-
"Poèmes lacustres" raconte une quinzaine d'années à bivouaquer au bord des lacs alpins. Ce sont eux qui, années après années, m'ont redonné l'envie de retourner en montagne seul à l'automne, une fois ma saison d'accompagnateur terminée. Il m'a fallu plusieurs années pour comprendre que mes choix de refuges ou de bivouacs avaient pour point commun la proximité immédiate de lacs de montagne. Je ne saurais en donner les raisons exactes, sans doute leur surface réfléchissant les couleurs du ciel, quelques cailloux qui émergent près du bord, les montagnes qui les entourent ? Le fait est que 15 ans plus tard, la passion est toujours intacte. Petit à petit, des poèmes absurdes en prose ont fini par accompagner la diffusion de mes photos sur les réseaux sociaux, donnant son nom à cette série. -
Une douce caresse venait d'effleurer délicatement le Mont Pourri, lui offrant un réveil en douceur.
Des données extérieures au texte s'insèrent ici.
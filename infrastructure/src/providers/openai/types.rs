//! Wire types for the OpenAI-compatible chat completions API and their
//! conversions to and from domain messages.

use pecko_application::GatewayError;
use pecko_domain::{AiMessage, Message, ToolCall};
use serde::{Deserialize, Serialize};
use serde_json::Value;

#[derive(Debug, Serialize)]
pub struct ChatRequest<'a> {
    pub model: &'a str,
    pub messages: Vec<WireMessage>,
    #[serde(skip_serializing_if = "Vec::is_empty")]
    pub tools: Vec<Value>,
    pub temperature: f32,
}

#[derive(Debug, Clone, PartialEq, Serialize, Deserialize)]
pub struct WireMessage {
    pub role: String,
    #[serde(default)]
    pub content: Option<String>,
    #[serde(default, skip_serializing_if = "Option::is_none")]
    pub tool_calls: Option<Vec<WireToolCall>>,
    #[serde(default, skip_serializing_if = "Option::is_none")]
    pub tool_call_id: Option<String>,
}

#[derive(Debug, Clone, PartialEq, Serialize, Deserialize)]
pub struct WireToolCall {
    pub id: String,
    #[serde(rename = "type", default = "function_kind")]
    pub kind: String,
    pub function: WireFunction,
}

#[derive(Debug, Clone, PartialEq, Serialize, Deserialize)]
pub struct WireFunction {
    pub name: String,
    /// JSON-encoded argument object
    #[serde(default)]
    pub arguments: String,
}

#[derive(Debug, Deserialize)]
pub struct ChatResponse {
    #[serde(default)]
    pub choices: Vec<Choice>,
}

#[derive(Debug, Deserialize)]
pub struct Choice {
    pub message: WireMessage,
}

fn function_kind() -> String {
    "function".to_string()
}

fn plain(role: &str, content: &str) -> WireMessage {
    WireMessage {
        role: role.to_string(),
        content: Some(content.to_string()),
        tool_calls: None,
        tool_call_id: None,
    }
}

// ─── Domain → Wire ───────────────────────────────────────────────

pub fn to_wire_message(message: &Message) -> WireMessage {
    match message {
        Message::System { content } => plain("system", content),
        Message::Human { content } => plain("user", content),
        Message::Ai(ai) => {
            let tool_calls = ai.has_tool_calls().then(|| {
                ai.tool_calls
                    .iter()
                    .map(|call| WireToolCall {
                        id: call.call_id.clone(),
                        kind: function_kind(),
                        function: WireFunction {
                            name: call.name.clone(),
                            arguments: Value::Object(call.arguments.clone()).to_string(),
                        },
                    })
                    .collect()
            });
            WireMessage {
                role: "assistant".to_string(),
                content: Some(ai.content.clone()),
                tool_calls,
                tool_call_id: None,
            }
        }
        Message::ToolResult(result) => WireMessage {
            role: "tool".to_string(),
            content: Some(result.content.clone()),
            tool_calls: None,
            tool_call_id: Some(result.call_id.clone()),
        },
    }
}

// ─── Wire → Domain ───────────────────────────────────────────────

/// Turn the first choice of a response into an [`AiMessage`].
pub fn from_chat_response(response: ChatResponse) -> Result<AiMessage, GatewayError> {
    let message = response
        .choices
        .into_iter()
        .next()
        .map(|c| c.message)
        .ok_or_else(|| GatewayError::InvalidResponse("response has no choices".to_string()))?;

    let mut ai = AiMessage::new(message.content.unwrap_or_default());
    for call in message.tool_calls.unwrap_or_default() {
        ai = ai.with_tool_call(from_wire_tool_call(call)?);
    }
    Ok(ai)
}

fn from_wire_tool_call(call: WireToolCall) -> Result<ToolCall, GatewayError> {
    let arguments = if call.function.arguments.trim().is_empty() {
        serde_json::Map::new()
    } else {
        match serde_json::from_str::<Value>(&call.function.arguments) {
            Ok(Value::Object(map)) => map,
            Ok(other) => {
                return Err(GatewayError::InvalidResponse(format!(
                    "arguments of tool call '{}' are not an object: {}",
                    call.id, other
                )));
            }
            Err(e) => {
                return Err(GatewayError::InvalidResponse(format!(
                    "arguments of tool call '{}' are not valid JSON: {}",
                    call.id, e
                )));
            }
        }
    };

    Ok(ToolCall {
        call_id: call.id,
        name: call.function.name,
        arguments,
    })
}

/// Map a non-success HTTP status to a gateway error
pub fn status_error(status: u16, body: &str) -> GatewayError {
    let detail = format!("HTTP {}: {}", status, body.trim());
    match status {
        401 | 403 => GatewayError::AuthenticationFailed(detail),
        429 => GatewayError::RateLimited(detail),
        _ => GatewayError::RequestFailed(detail),
    }
}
Un peu plus loin, la Platte des Chamois et la Grande Sassière s'éclairaient à leur tour, et réclamaient elles aussi leur part de câlins. Le lac frémissait de plaisir de toute cette douceur. _____ Haute-Tarentaise, Savoie, Octobre 2014. -
Alors que les Platières émergeaient doucement d'un sommeil réparateur, le Mont Pourri, lui, tardait à s'éveiller, engourdi qu'il était par ce froid matin de septembre. Pendant ce temps, les cailloux barbotaient dans les eaux fraiches du Lac de la Plagne. _____ Vallée de Peisey, Savoie, Septembre 2012. -
La touffe d'herbe n'avait pas manqué une miette du spectacle. Dès les premières lueurs bleutées, elle avait assisté aux préparatifs de la Grande Casse, regardé les voiles nuageux se mettre en place, elle piaffait d'impatience à l'approche de ce moment unique, chaque jour différent. Tout d'un coup, l'explosion eu lieu. Dans une lente déflagration, les nuages rosirent sans gêne aucune, tentant de voler la vedette à la montagne. Celle-ci s'en moquait, elle savait très bien qui était le faire-valoir dans cette affaire.
_____ Termignon, Savoie, Septembre 2013.